**Material provided:**
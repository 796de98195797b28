/// Property-based tests for balance conservation using proptest
///
/// Random sequences of earns and spends are replayed against a fresh store;
/// the final balance must equal the sum of successful earns minus the sum of
/// successful spends, and no intermediate balance may go negative.
use proptest::prelude::*;
use token_ledger::{LedgerError, LedgerStore};

#[derive(Debug, Clone)]
enum Op {
    Earn(String, i64),
    Spend(String, i64),
}

// Strategy to generate a token from a small alphabet so postings collide
fn token_strategy() -> impl Strategy<Value = String> {
    prop_oneof![Just("RACKDOG"), Just("XP"), Just("xp")].prop_map(str::to_string)
}

fn op_strategy() -> impl Strategy<Value = Op> {
    prop_oneof![
        (token_strategy(), 1i64..=500).prop_map(|(t, a)| Op::Earn(t, a)),
        (token_strategy(), 1i64..=500).prop_map(|(t, a)| Op::Spend(t, a)),
    ]
}

fn runtime() -> tokio::runtime::Runtime {
    tokio::runtime::Builder::new_current_thread()
        .enable_all()
        .build()
        .expect("Failed to build runtime")
}

proptest! {
    #[test]
    fn test_balance_equals_successful_earns_minus_spends(ops in prop::collection::vec(op_strategy(), 1..60)) {
        let rt = runtime();
        let store = LedgerStore::in_memory();
        rt.block_on(async {
            store.register_integration("g1", "Ghost Ops", "co1").await.unwrap();
            store.register_player("g1", "p1", None).await.unwrap();
        });

        let mut expected = std::collections::BTreeMap::<String, i64>::new();

        for op in &ops {
            match op {
                Op::Earn(token, amount) => {
                    let player = rt.block_on(store.earn("g1", "p1", token, *amount, "prop")).unwrap();
                    *expected.entry(token.clone()).or_default() += amount;
                    prop_assert_eq!(player.balance(token), expected[token]);
                }
                Op::Spend(token, amount) => {
                    let before = expected.get(token).copied().unwrap_or(0);
                    match rt.block_on(store.spend("g1", "p1", token, *amount, "prop")) {
                        Ok(player) => {
                            prop_assert!(before >= *amount, "spend succeeded without funds");
                            *expected.entry(token.clone()).or_default() -= amount;
                            prop_assert_eq!(player.balance(token), expected[token]);
                        }
                        Err(LedgerError::InsufficientFunds { available, required, .. }) => {
                            prop_assert!(before < *amount, "spend rejected despite funds");
                            prop_assert_eq!(available, before);
                            prop_assert_eq!(required, *amount);
                        }
                        Err(e) => prop_assert!(false, "unexpected error: {}", e),
                    }
                }
            }
        }

        let player = rt.block_on(store.get_player("g1", "p1")).unwrap();
        for (token, amount) in &expected {
            prop_assert!(*amount >= 0, "balance went negative");
            prop_assert_eq!(player.balance(token), *amount);
        }

        let history = rt.block_on(store.history("g1", "p1", 1000)).unwrap();
        let journal_total: i64 = history.iter().map(|e| e.amount).sum();
        let expected_total: i64 = expected.values().sum();
        prop_assert_eq!(journal_total, expected_total);
    }

    #[test]
    fn test_non_positive_amounts_always_rejected(amount in i64::MIN..=0, token in token_strategy()) {
        let rt = runtime();
        let store = LedgerStore::in_memory();
        rt.block_on(async {
            store.register_integration("g1", "Ghost Ops", "co1").await.unwrap();
            store.register_player("g1", "p1", None).await.unwrap();
        });

        let earn = rt.block_on(store.earn("g1", "p1", &token, amount, "prop"));
        prop_assert!(matches!(earn, Err(LedgerError::Validation(_))));
        let spend = rt.block_on(store.spend("g1", "p1", &token, amount, "prop"));
        prop_assert!(matches!(spend, Err(LedgerError::Validation(_))));

        let player = rt.block_on(store.get_player("g1", "p1")).unwrap();
        prop_assert!(player.balances.is_empty());
    }
}
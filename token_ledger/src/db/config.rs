//! Database configuration module.
//!
//! Provides configuration structures for database connection management.

use std::env;

/// Database configuration
#[derive(Debug, Clone, PartialEq, Eq)]
pub struct DatabaseConfig {
    /// SQLite connection URL, e.g. `sqlite://token_ledger.db` or `sqlite::memory:`
    pub database_url: String,

    /// Maximum number of connections in the pool
    pub max_connections: u32,

    /// Minimum number of connections in the pool
    pub min_connections: u32,

    /// Connection (and busy) timeout in seconds
    pub connection_timeout_secs: u64,

    /// Idle connection timeout in seconds
    pub idle_timeout_secs: u64,

    /// Maximum connection lifetime in seconds
    pub max_lifetime_secs: u64,
}

impl DatabaseConfig {
    /// Create configuration from environment variables
    ///
    /// Expected environment variables:
    /// - `DATABASE_URL`: SQLite connection string (default: `sqlite://token_ledger.db`)
    /// - `DB_MAX_CONNECTIONS`: Maximum pool size (default: 8)
    /// - `DB_MIN_CONNECTIONS`: Minimum pool size (default: 1)
    /// - `DB_CONNECTION_TIMEOUT`: Connection timeout in seconds (default: 5)
    /// - `DB_IDLE_TIMEOUT`: Idle timeout in seconds (default: 600)
    /// - `DB_MAX_LIFETIME`: Max lifetime in seconds (default: 1800)
    ///
    /// Unparseable values fall back to their defaults.
    pub fn from_env() -> Self {
        let defaults = Self::development();
        Self {
            database_url: env::var("DATABASE_URL").unwrap_or(defaults.database_url),
            max_connections: parse_env_or("DB_MAX_CONNECTIONS", defaults.max_connections),
            min_connections: parse_env_or("DB_MIN_CONNECTIONS", defaults.min_connections),
            connection_timeout_secs: parse_env_or(
                "DB_CONNECTION_TIMEOUT",
                defaults.connection_timeout_secs,
            ),
            idle_timeout_secs: parse_env_or("DB_IDLE_TIMEOUT", defaults.idle_timeout_secs),
            max_lifetime_secs: parse_env_or("DB_MAX_LIFETIME", defaults.max_lifetime_secs),
        }
    }

    /// Create a default configuration for development
    ///
    /// Uses `sqlite://token_ledger.db` in the working directory
    pub fn development() -> Self {
        Self {
            database_url: "sqlite://token_ledger.db".to_string(),
            max_connections: 8,
            min_connections: 1,
            connection_timeout_secs: 5,
            idle_timeout_secs: 600,
            max_lifetime_secs: 1800,
        }
    }

    /// Configuration for a private in-memory database, used by tests
    pub fn in_memory() -> Self {
        Self {
            database_url: "sqlite::memory:".to_string(),
            max_connections: 1,
            ..Self::development()
        }
    }

    /// Whether the URL points at an in-memory SQLite database
    pub fn is_in_memory(&self) -> bool {
        self.database_url.contains(":memory:") || self.database_url.contains("mode=memory")
    }
}

impl Default for DatabaseConfig {
    fn default() -> Self {
        Self::development()
    }
}

/// Helper to parse environment variable with default fallback
pub(crate) fn parse_env_or<T>(key: &str, default: T) -> T
where
    T: std::str::FromStr,
{
    env::var(key)
        .ok()
        .and_then(|v| v.parse().ok())
        .unwrap_or(default)
}
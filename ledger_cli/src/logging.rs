//! Structured logging configuration.
//!
//! Logs go to stderr so that stdout carries only command output.

use tracing_subscriber::{EnvFilter, layer::SubscriberExt, util::SubscriberInitExt};

/// Initialize structured logging
///
/// Log levels are configurable via the `RUST_LOG` env var; the default keeps
/// sqlx quiet.
///
/// # Example
///
/// ```ignore
/// use ledger_cli::logging;
///
/// logging::init();
/// tracing::info!("Ledger starting");
/// ```
pub fn init() {
    let env_filter = EnvFilter::try_from_default_env()
        .unwrap_or_else(|_| EnvFilter::new("info,sqlx=warn"));

    let fmt_layer = tracing_subscriber::fmt::layer()
        .with_writer(std::io::stderr)
        .with_target(true);

    // Also bridges `log` records from the library. A second call is a no-op.
    let _ = tracing_subscriber::registry()
        .with(env_filter)
        .with(fmt_layer)
        .try_init();

    tracing::debug!("Structured logging initialized");
}

/// Log the outcome of one ledger command
///
/// # Arguments
///
/// * `operation` - Command name
/// * `duration_ms` - Duration in milliseconds
/// * `error` - Client-facing error message, if the command failed
pub fn log_ledger_operation(operation: &str, duration_ms: u64, error: Option<&str>) {
    match error {
        Some(message) => tracing::warn!(
            operation = operation,
            duration_ms = duration_ms,
            "Ledger command failed: {}",
            message
        ),
        None => tracing::info!(
            operation = operation,
            duration_ms = duration_ms,
            "Ledger command completed"
        ),
    }

    log_performance(operation, duration_ms, None);
}

/// Log performance metric
///
/// # Arguments
///
/// * `operation` - Operation name
/// * `duration_ms` - Duration in milliseconds
/// * `metadata` - Additional metadata
pub fn log_performance(operation: &str, duration_ms: u64, metadata: Option<&str>) {
    if duration_ms > 1000 {
        tracing::warn!(
            operation = operation,
            duration_ms = duration_ms,
            metadata = metadata,
            "PERFORMANCE: Slow operation"
        );
    } else {
        tracing::debug!(
            operation = operation,
            duration_ms = duration_ms,
            metadata = metadata,
            "Performance metric"
        );
    }
}

#[cfg(test)]
mod tests {
    use super::*;

    #[test]
    fn test_init_twice_does_not_panic() {
        init();
        init();
    }

    #[test]
    fn test_log_ledger_operation() {
        log_ledger_operation("earn", 3, None);
        log_ledger_operation("spend", 5, Some("Insufficient funds"));
    }

    #[test]
    fn test_log_performance() {
        log_performance("history", 500, Some("limit=20"));
        log_performance("slow_operation", 2000, None);
    }
}
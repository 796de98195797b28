//! Command-line configuration management.
//!
//! Wraps the library's [`LedgerConfig`] with the options that only matter to
//! the command-line caller.

use token_ledger::{ConfigError, LedgerConfig};

/// Complete CLI configuration loaded from flags and environment variables
#[derive(Debug, Clone)]
pub struct CliConfig {
    /// Backend selection and tuning
    pub ledger: LedgerConfig,
    /// Pretty-print JSON output
    pub pretty: bool,
}

impl CliConfig {
    /// Load configuration from environment variables
    ///
    /// # Arguments
    ///
    /// * `backend_override` - Optional backend name (from `--backend`)
    /// * `database_url_override` - Optional database URL (from `--db-url`)
    /// * `pretty_flag` - Whether `--pretty` was given
    ///
    /// # Errors
    ///
    /// Returns error if a variable holds an invalid value
    pub fn from_env(
        backend_override: Option<String>,
        database_url_override: Option<String>,
        pretty_flag: bool,
    ) -> Result<Self, ConfigError> {
        let ledger = LedgerConfig::from_env(backend_override, database_url_override)?;

        let pretty = pretty_flag
            || std::env::var("LEDGER_PRETTY")
                .map(|v| matches!(v.to_lowercase().as_str(), "1" | "true" | "yes"))
                .unwrap_or(false);

        Ok(Self { ledger, pretty })
    }

    /// Validate configuration after loading
    pub fn validate(&self) -> Result<(), ConfigError> {
        self.ledger.validate()
    }

    /// Render a JSON value according to the output settings
    pub fn render(&self, value: &serde_json::Value) -> String {
        if self.pretty {
            serde_json::to_string_pretty(value).unwrap_or_else(|_| value.to_string())
        } else {
            value.to_string()
        }
    }
}

#[cfg(test)]
mod tests {
    use super::*;
    use std::time::Duration;
    use token_ledger::StorageBackend;

    #[test]
    fn test_memory_backend_from_flag() {
        let config = CliConfig::from_env(Some("memory".to_string()), None, true).unwrap();
        assert_eq!(config.ledger.backend, StorageBackend::Memory);
        assert!(config.pretty);
        assert!(config.validate().is_ok());
    }

    #[test]
    fn test_unknown_backend_rejected() {
        let err = CliConfig::from_env(Some("redis".to_string()), None, false).unwrap_err();
        assert!(err.to_string().contains("LEDGER_BACKEND"));
    }

    #[test]
    fn test_validation_zero_timeout() {
        let config = CliConfig {
            ledger: LedgerConfig {
                operation_timeout: Duration::ZERO, // Invalid
                ..LedgerConfig::memory()
            },
            pretty: false,
        };

        let err = config.validate().unwrap_err();
        assert!(matches!(err, ConfigError::Invalid { .. }));
    }

    #[test]
    fn test_render_compact_and_pretty() {
        let value = serde_json::json!({ "token": "RACKDOG", "amount": 60 });
        let mut config = CliConfig {
            ledger: LedgerConfig::memory(),
            pretty: false,
        };
        assert!(!config.render(&value).contains('\n'));

        config.pretty = true;
        assert!(config.render(&value).contains('\n'));
    }
}
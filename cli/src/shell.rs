//! Line-oriented chat shell: one line in, one rendered answer out.

use anyhow::Result;
use console::style;
use rustyline::DefaultEditor;
use rustyline::error::ReadlineError;
use termimad::MadSkin;
use tinker_core::agent::AgentLoop;
use tinker_core::config;

const EXIT_COMMANDS: [&str; 3] = ["exit", "quit", "q"];

fn is_exit_command(line: &str) -> bool {
    EXIT_COMMANDS
        .iter()
        .any(|cmd| line.trim().eq_ignore_ascii_case(cmd))
}

pub async fn run(agent: &mut AgentLoop) -> Result<()> {
    let mut rl = DefaultEditor::new()?;
    let history_path = config::get_tinker_dir().join("history");
    let _ = rl.load_history(&history_path);
    let skin = MadSkin::default();

    println!("{}\n", style("Type a message, or `exit` to leave.").dim());

    loop {
        let line = match rl.readline(&format!("{} ", style("you>").cyan())) {
            Ok(line) => line,
            Err(ReadlineError::Interrupted) | Err(ReadlineError::Eof) => break,
            Err(e) => {
                eprintln!("{} {}", style("Error:").red(), e);
                break;
            }
        };

        let line = line.trim();
        if line.is_empty() {
            continue;
        }
        let _ = rl.add_history_entry(line);
        if is_exit_command(line) {
            break;
        }

        tokio::select! {
            answer = agent.process(line) => {
                println!();
                skin.print_text(&answer);
                println!();
            }
            _ = tokio::signal::ctrl_c() => {
                println!("{}", style("^C").dim());
                break;
            }
        }
    }

    if std::fs::create_dir_all(config::get_tinker_dir()).is_ok() {
        let _ = rl.save_history(&history_path);
    }
    println!("{}", style("Bye!").dim());

    Ok(())
}
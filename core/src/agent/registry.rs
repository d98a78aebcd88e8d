use crate::error::ToolError;
use crate::traits::{ToolProvider, ToolSpec};
use std::collections::HashMap;
use std::sync::Arc;
use tracing::{debug, info, warn};

pub const DEFAULT_OUTPUT_LIMIT: usize = 1000;
pub const TRUNCATION_MARKER: &str = "... (truncated)";

/// Tools discovered from a [`ToolProvider`], keyed by name. Read-only once built.
pub struct ToolRegistry {
    provider: Arc<dyn ToolProvider>,
    tools: HashMap<String, ToolSpec>,
    output_limit: usize,
}

impl ToolRegistry {
    pub async fn discover(provider: Arc<dyn ToolProvider>) -> anyhow::Result<Self> {
        let specs = provider.list_tools().await?;
        let mut tools = HashMap::with_capacity(specs.len());
        for spec in specs {
            tools.insert(spec.name.clone(), spec);
        }

        info!(count = tools.len(), "discovered tools");

        Ok(Self {
            provider,
            tools,
            output_limit: DEFAULT_OUTPUT_LIMIT,
        })
    }

    pub fn with_output_limit(mut self, limit: usize) -> Self {
        self.output_limit = limit;
        self
    }

    pub fn contains(&self, name: &str) -> bool {
        self.tools.contains_key(name)
    }

    pub fn len(&self) -> usize {
        self.tools.len()
    }

    pub fn is_empty(&self) -> bool {
        self.tools.is_empty()
    }

    /// Tool names, sorted.
    pub fn names(&self) -> Vec<String> {
        let mut names: Vec<String> = self.tools.keys().cloned().collect();
        names.sort();
        names
    }

    /// Tool descriptors, sorted by name.
    pub fn specs(&self) -> Vec<ToolSpec> {
        let mut specs: Vec<ToolSpec> = self.tools.values().cloned().collect();
        specs.sort_by(|a, b| a.name.cmp(&b.name));
        specs
    }

    pub async fn dispatch(
        &self,
        name: &str,
        args: serde_json::Map<String, serde_json::Value>,
    ) -> Result<String, ToolError> {
        if !self.contains(name) {
            return Err(ToolError::Unknown(name.to_string()));
        }

        debug!(tool = %name, "dispatching tool");

        match self
            .provider
            .call_tool(name, serde_json::Value::Object(args))
            .await
        {
            Ok(output) => Ok(truncate_output(&output, self.output_limit)),
            Err(e) => {
                warn!(tool = %name, error = %e, "tool execution failed");
                Err(ToolError::Execution {
                    tool: name.to_string(),
                    message: format!("{:#}", e),
                })
            }
        }
    }
}

pub fn truncate_output(output: &str, limit: usize) -> String {
    if output.chars().count() <= limit {
        return output.to_string();
    }
    let kept: String = output.chars().take(limit).collect();
    format!("{}{}", kept, TRUNCATION_MARKER)
}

**What is expected:** Find every line in the records that contains the word "matches"; copy those lines.

**Written solution:**
        prop_assert!(matches!(earn, Err(LedgerError::Validation(_))));
        prop_assert!(matches!(spend, Err(LedgerError::Validation(_))));
                .map(|v| matches!(v.to_lowercase().as_str(), "1" | "true" | "yes"))
        assert!(matches!(err, ConfigError::Invalid { .. }));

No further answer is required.